SYSTEM_DESIGN
System Design: Pinterest
System design of Pinterest covering pin ingestion, visual search, interest graph, and the board/pin data model that serves 450 million monthly users browsing billions of images.
Requirements
Functional Requirements:
- Users create Boards and save (Pin) images to them
- Home feed of recommended Pins based on interests and boards
- Visual search: find similar images to a Pin
- Users follow other users and boards
- Search by keyword, category, or visual similarity
- Shopping: link Pins to product pages with price/availability
Non-Functional Requirements:
- 450M MAU, 250M DAU; 300M Pins saved/day
- Home feed load under 200ms; visual search under 500ms
- 99.9% availability; Pins should never be lost
- Image crawling and processing within 24 hours of discovery
Scale Estimation
250M DAU × 20 home feed loads/day = 5B feed loads/day = 57,870 reads/sec. 300M Pins/day saved = 3,472 Pin writes/sec.
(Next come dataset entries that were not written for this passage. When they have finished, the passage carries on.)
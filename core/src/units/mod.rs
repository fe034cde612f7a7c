//! Distance unformatting for numeric literals.
//!
//! Turns a literal span such as `12.5`, `5'-6 1/2"` or `1/2"` into a value
//! in inches. The lexer hands every number span to an [`Unformat`]
//! implementation and backtracks when it refuses the text.

use crate::formula::chars;
use serde::{Deserialize, Serialize};

#[derive(Debug, Clone, Copy, PartialEq, Eq, Serialize, Deserialize)]
pub enum LengthUnit {
    Inch,
    Foot,
}

impl LengthUnit {
    pub fn to_inches(&self, value: f64) -> f64 {
        match self {
            Self::Inch => value,
            Self::Foot => value * 12.0,
        }
    }
}

/// Converts the text of a number literal into a double.
///
/// Returning `None` rejects the span; the lexer then retries with a shorter one.
pub trait Unformat {
    fn unformat(&self, text: &str) -> Option<f64>;
}

/// Decimal and architectural (feet-inches-fraction) distances, in inches.
#[derive(Debug, Clone, Copy, Default, PartialEq, Eq)]
pub struct Architectural;

impl Unformat for Architectural {
    fn unformat(&self, text: &str) -> Option<f64> {
        unformat_distance(text)
    }
}

/// Parse a distance string into inches.
///
/// Accepted forms: `12.5`, `1e3`, `5'`, `5'6`, `5'-6"`, `5' 6 1/2"`, `6"`,
/// `6-1/2"`, `6 1/2"`, `1/2"`, each with an optional leading `-`. A fraction
/// without a feet part must be closed by an inch-mark.
pub fn unformat_distance(text: &str) -> Option<f64> {
    let mut cursor = Cursor::new(text);
    let negative = cursor.eat(chars::is_minus);
    let value = cursor.distance()?;
    if !cursor.at_end() {
        return None;
    }
    Some(if negative { -value } else { value })
}

struct Cursor {
    chars: Vec<char>,
    pos: usize,
}

impl Cursor {
    fn new(text: &str) -> Self {
        Self {
            chars: text.chars().collect(),
            pos: 0,
        }
    }

    fn peek(&self) -> Option<char> {
        self.chars.get(self.pos).copied()
    }

    fn peek_at(&self, offset: usize) -> Option<char> {
        self.chars.get(self.pos + offset).copied()
    }

    fn at_end(&self) -> bool {
        self.pos >= self.chars.len()
    }

    fn eat(&mut self, pred: fn(char) -> bool) -> bool {
        match self.peek() {
            Some(c) if pred(c) => {
                self.pos += 1;
                true
            }
            _ => false,
        }
    }

    fn distance(&mut self) -> Option<f64> {
        if let Some(fraction) = self.fraction() {
            return self.eat(chars::is_inch_mark).then_some(fraction);
        }

        let lead = self.decimal()?;

        if self.eat(chars::is_foot_mark) {
            let feet = LengthUnit::Foot.to_inches(lead);
            if self.at_end() {
                return Some(feet);
            }
            self.eat(chars::is_spacer);
            let inches = self.inches()?;
            self.eat(chars::is_inch_mark);
            return Some(feet + inches);
        }

        if self.eat(chars::is_inch_mark) || self.at_end() {
            return Some(lead);
        }

        // Whole inches plus a fraction, closed by the inch-mark.
        if !self.eat(chars::is_spacer) {
            return None;
        }
        let fraction = self.fraction()?;
        self.eat(chars::is_inch_mark).then_some(lead + fraction)
    }

    // Inches after a feet part: `6`, `6.5`, `1/2`, `6-1/2` or `6 1/2`.
    fn inches(&mut self) -> Option<f64> {
        if let Some(fraction) = self.fraction() {
            return Some(fraction);
        }
        let whole = self.decimal()?;
        let mark = self.pos;
        if self.eat(chars::is_spacer) {
            if let Some(fraction) = self.fraction() {
                return Some(whole + fraction);
            }
            self.pos = mark;
        }
        Some(whole)
    }

    // `digits '/' digits` with a non-zero denominator; restores the cursor on failure.
    fn fraction(&mut self) -> Option<f64> {
        let start = self.pos;
        let numerator = self.digits();
        if numerator.is_empty() || !self.eat(chars::is_fraction) {
            self.pos = start;
            return None;
        }
        let denominator = self.digits();
        let value = match (numerator.parse::<f64>(), denominator.parse::<f64>()) {
            (Ok(n), Ok(d)) if d != 0.0 => Some(n / d),
            _ => None,
        };
        if value.is_none() {
            self.pos = start;
        }
        value
    }

    fn digits(&mut self) -> String {
        let mut out = String::new();
        while let Some(c) = self.peek() {
            if !chars::is_digit(c) {
                break;
            }
            out.push(c);
            self.pos += 1;
        }
        out
    }

    // Digits and dots with an optional exponent suffix.
    fn decimal(&mut self) -> Option<f64> {
        let mut text = String::new();
        while let Some(c) = self.peek() {
            if !(chars::is_digit(c) || chars::is_dot(c)) {
                break;
            }
            text.push(c);
            self.pos += 1;
        }
        if !text.chars().any(chars::is_digit) {
            return None;
        }

        if self.peek().is_some_and(chars::is_exponent) {
            let signed = self.peek_at(1).is_some_and(chars::is_signum);
            let digit_at = if signed { 2 } else { 1 };
            if self.peek_at(digit_at).is_some_and(chars::is_digit) {
                for _ in 0..digit_at {
                    text.extend(self.peek());
                    self.pos += 1;
                }
                text.push_str(&self.digits());
            }
        }

        text.parse::<f64>().ok()
    }
}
Pinterest has 200B total Pins across 5B boards. Image storage: average Pin image 200KB compressed → 200B images × 200KB = 40PB of image data. Visual embedding vectors (2048 dimensions, float32) for 200B images = 200B × 8KB = 1.6EB — must be stored in distributed ANN indexes, not loaded fully into RAM.
High-Level Architecture
Pinterest's architecture centers on three systems: the Pin data model, the recommendation engine, and the visual search system. The Pin data model uses a sharded MySQL cluster (100+ shards) with Pin objects containing: pin_id, creator_id, board_id, image_url, source_url, description, tags, and embeddings. Pinterest open-sourced their sharding library (PyMySQL + custom sharding) as part of their migration from a monolith.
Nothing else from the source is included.